There's probably a better way this could be built into Splunk, but here's how I would go about it.
First, let's assume that every config is just a file, and it's all on one known host. Then I would set up fschange monitoring on all the relevant files on the "good" server, and have it generate a hash (set hashMaxSize large enough to include all your files).
Next, we schedule and run a search to generate a lookup table:
host=goodhost sourcetype=fs_notification | rename hash as goodhash | dedup path | fields path,goodhash | outputlookup goodconfig.csv
On the clients, we also fschange the relevant files. Then we could do:
host!=goodhost sourcetype=fs_notification | dedup host,path | lookup goodconfig.csv path OUTPUT goodhash | where hash!=goodhash
This assumes the file paths are the same, though you could use "eval" to appropriately do string transformations as needed.

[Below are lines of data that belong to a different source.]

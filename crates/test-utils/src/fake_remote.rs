use std::collections::{HashMap, VecDeque};
use std::sync::{Arc, Mutex};

use daqctl::errors::{DaqError, Result};
use daqctl::remote::{BoxFuture, CommandOutput, ConnectTarget, Connector, RemoteShell};

/// What a scripted command does when it runs.
#[derive(Debug, Clone)]
pub enum Reply {
    Output(CommandOutput),
    /// Never completes; only a deadline gets the caller out.
    Hang,
}

#[derive(Debug, Clone)]
struct Rule {
    prefix: String,
    replies: VecDeque<Reply>,
}

impl Rule {
    /// Replies are consumed in order; the last one repeats forever.
    fn next(&mut self) -> Reply {
        if self.replies.len() > 1 {
            self.replies.pop_front().unwrap()
        } else {
            self.replies.front().cloned().unwrap()
        }
    }
}

/// Canned replies for one host, matched by command prefix (first match wins).
/// Commands matching no rule exit with status 127.
#[derive(Debug, Clone, Default)]
pub struct HostScript {
    rules: Vec<Rule>,
}

impl HostScript {
    pub fn new() -> Self {
        Self::default()
    }

    pub fn on(self, prefix: &str, output: CommandOutput) -> Self {
        self.on_seq(prefix, vec![output])
    }

    pub fn on_seq(mut self, prefix: &str, outputs: Vec<CommandOutput>) -> Self {
        assert!(!outputs.is_empty(), "on_seq needs at least one output");
        self.rules.push(Rule {
            prefix: prefix.to_string(),
            replies: outputs.into_iter().map(Reply::Output).collect(),
        });
        self
    }

    pub fn ok(self, prefix: &str) -> Self {
        self.on(prefix, CommandOutput::ok(""))
    }

    pub fn hang_on(mut self, prefix: &str) -> Self {
        self.rules.push(Rule {
            prefix: prefix.to_string(),
            replies: VecDeque::from([Reply::Hang]),
        });
        self
    }

    /// A data router host whose process works in `dir` and has `files`
    /// (bare names) waiting in it next to a log file. `mkdir` and `mv`
    /// succeed.
    pub fn data_router(dir: &str, files: &[&str]) -> Self {
        let listing = files
            .iter()
            .chain(["run.log"].iter())
            .map(|f| format!("{f}\n"))
            .collect::<String>();
        Self::new()
            .on("lsof ", lsof_output("dataRouter", dir))
            .on("ls -1 ", CommandOutput::ok(listing))
            .on("ps -e", ps_output(&["dataRouter"]))
            .ok("mkdir -p ")
            .ok("mv ")
    }

    /// An ECC host with the server running. `mkdir` and `cp` succeed.
    pub fn ecc() -> Self {
        Self::new()
            .on("ps -e", ps_output(&["getEccSoapServer"]))
            .ok("mkdir -p ")
            .ok("cp -r ")
    }
}

/// `lsof -Fcn` style output for one process.
pub fn lsof_output(process: &str, cwd: &str) -> CommandOutput {
    CommandOutput::ok(format!("p4242\nc{process}\nn{cwd}\n"))
}

/// `ps -e` style output with the given commands running.
pub fn ps_output(commands: &[&str]) -> CommandOutput {
    let mut out = String::from("    PID TTY          TIME CMD\n      1 ?        00:00:03 systemd\n");
    for (i, cmd) in commands.iter().enumerate() {
        out.push_str(&format!("   {} ?        00:01:00 {cmd}\n", 1000 + i));
    }
    CommandOutput::ok(out)
}

#[derive(Debug, Clone)]
enum HostBehaviour {
    Script(HostScript),
    Refuse,
    HangOnConnect,
}

/// Something that happened on a fake connection.
#[derive(Debug, Clone, PartialEq, Eq)]
pub enum Event {
    Connected(String),
    Exec { host: String, command: String },
    Closed(String),
    Aborted(String),
}

#[derive(Debug, Default)]
struct Inner {
    hosts: HashMap<String, HostBehaviour>,
    events: Vec<Event>,
    connect_attempts: HashMap<String, usize>,
}

/// A [`Connector`] that never touches the network.
///
/// Every connection to a host shares that host's script, so sequenced
/// replies carry over between sessions. Unknown hosts refuse connections.
#[derive(Debug, Clone, Default)]
pub struct FakeConnector {
    inner: Arc<Mutex<Inner>>,
}

impl FakeConnector {
    pub fn new() -> Self {
        Self::default()
    }

    pub fn script(&self, host: &str, script: HostScript) -> &Self {
        self.set(host, HostBehaviour::Script(script))
    }

    pub fn refuse(&self, host: &str) -> &Self {
        self.set(host, HostBehaviour::Refuse)
    }

    pub fn hang_on_connect(&self, host: &str) -> &Self {
        self.set(host, HostBehaviour::HangOnConnect)
    }

    fn set(&self, host: &str, behaviour: HostBehaviour) -> &Self {
        self.inner
            .lock()
            .unwrap()
            .hosts
            .insert(host.to_string(), behaviour);
        self
    }

    pub fn connect_attempts(&self, host: &str) -> usize {
        self.inner
            .lock()
            .unwrap()
            .connect_attempts
            .get(host)
            .copied()
            .unwrap_or(0)
    }

    pub fn total_connect_attempts(&self) -> usize {
        self.inner.lock().unwrap().connect_attempts.values().sum()
    }

    pub fn events(&self) -> Vec<Event> {
        self.inner.lock().unwrap().events.clone()
    }

    /// Commands run on `host`, in order.
    pub fn commands(&self, host: &str) -> Vec<String> {
        self.events()
            .into_iter()
            .filter_map(|e| match e {
                Event::Exec { host: h, command } if h == host => Some(command),
                _ => None,
            })
            .collect()
    }

    pub fn closed(&self, host: &str) -> usize {
        self.count(|e| matches!(e, Event::Closed(h) if h == host))
    }

    pub fn aborted(&self, host: &str) -> usize {
        self.count(|e| matches!(e, Event::Aborted(h) if h == host))
    }

    /// Connections to `host` that were neither closed nor aborted.
    pub fn leaked(&self, host: &str) -> usize {
        let opened = self.count(|e| matches!(e, Event::Connected(h) if h == host));
        opened - self.closed(host) - self.aborted(host)
    }

    fn count(&self, pred: impl Fn(&Event) -> bool) -> usize {
        self.inner
            .lock()
            .unwrap()
            .events
            .iter()
            .filter(|e| pred(e))
            .count()
    }

    fn record(&self, event: Event) {
        self.inner.lock().unwrap().events.push(event);
    }
}

impl Connector for FakeConnector {
    fn connect<'a>(
        &'a self,
        target: &'a ConnectTarget,
    ) -> BoxFuture<'a, Result<Box<dyn RemoteShell>>> {
        Box::pin(async move {
            let host = target.host.clone();
            let behaviour = {
                let mut inner = self.inner.lock().unwrap();
                *inner.connect_attempts.entry(host.clone()).or_default() += 1;
                inner.hosts.get(&host).cloned()
            };
            match behaviour {
                Some(HostBehaviour::Script(_)) => {
                    self.record(Event::Connected(host.clone()));
                    Ok(Box::new(FakeShell {
                        host,
                        connector: self.clone(),
                    }) as Box<dyn RemoteShell>)
                }
                Some(HostBehaviour::HangOnConnect) => {
                    std::future::pending::<()>().await;
                    unreachable!()
                }
                Some(HostBehaviour::Refuse) | None => Err(DaqError::Connection(format!(
                    "connecting to {host}:22: Connection refused"
                ))),
            }
        })
    }
}

struct FakeShell {
    host: String,
    connector: FakeConnector,
}

impl FakeShell {
    fn reply(&self, command: &str) -> Reply {
        let mut inner = self.connector.inner.lock().unwrap();
        inner.events.push(Event::Exec {
            host: self.host.clone(),
            command: command.to_string(),
        });
        let Some(HostBehaviour::Script(script)) = inner.hosts.get_mut(&self.host) else {
            return Reply::Output(CommandOutput::failed(255, "connection lost"));
        };
        script
            .rules
            .iter_mut()
            .find(|r| command.starts_with(&r.prefix))
            .map(Rule::next)
            .unwrap_or_else(|| {
                Reply::Output(CommandOutput::failed(127, format!("sh: {command}: not found")))
            })
    }
}

impl RemoteShell for FakeShell {
    fn exec<'a>(&'a mut self, command: &'a str) -> BoxFuture<'a, Result<CommandOutput>> {
        Box::pin(async move {
            match self.reply(command) {
                Reply::Output(out) => Ok(out),
                Reply::Hang => {
                    std::future::pending::<()>().await;
                    unreachable!()
                }
            }
        })
    }

    fn close(&mut self) -> BoxFuture<'_, ()> {
        Box::pin(async move {
            self.connector.record(Event::Closed(self.host.clone()));
        })
    }

    fn abort(&mut self) {
        self.connector.record(Event::Aborted(self.host.clone()));
    }
}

Now this could be extended to other sorts of objects other than files, as long as we had a way to create a listing of object IDs, corresponding to the file path in the case of files, that match between the "good" source and the "questionable" source, and a way to generate a key on the object contents (such as the fschange input or a custom scripted input). And I suppose in general, if you used consistent field names (e.g., objectPath, goodHash) when writing out the "check" results, and just a limited number of sourcetypes, then it should be easy to keep the lookup table generation and search quite simple.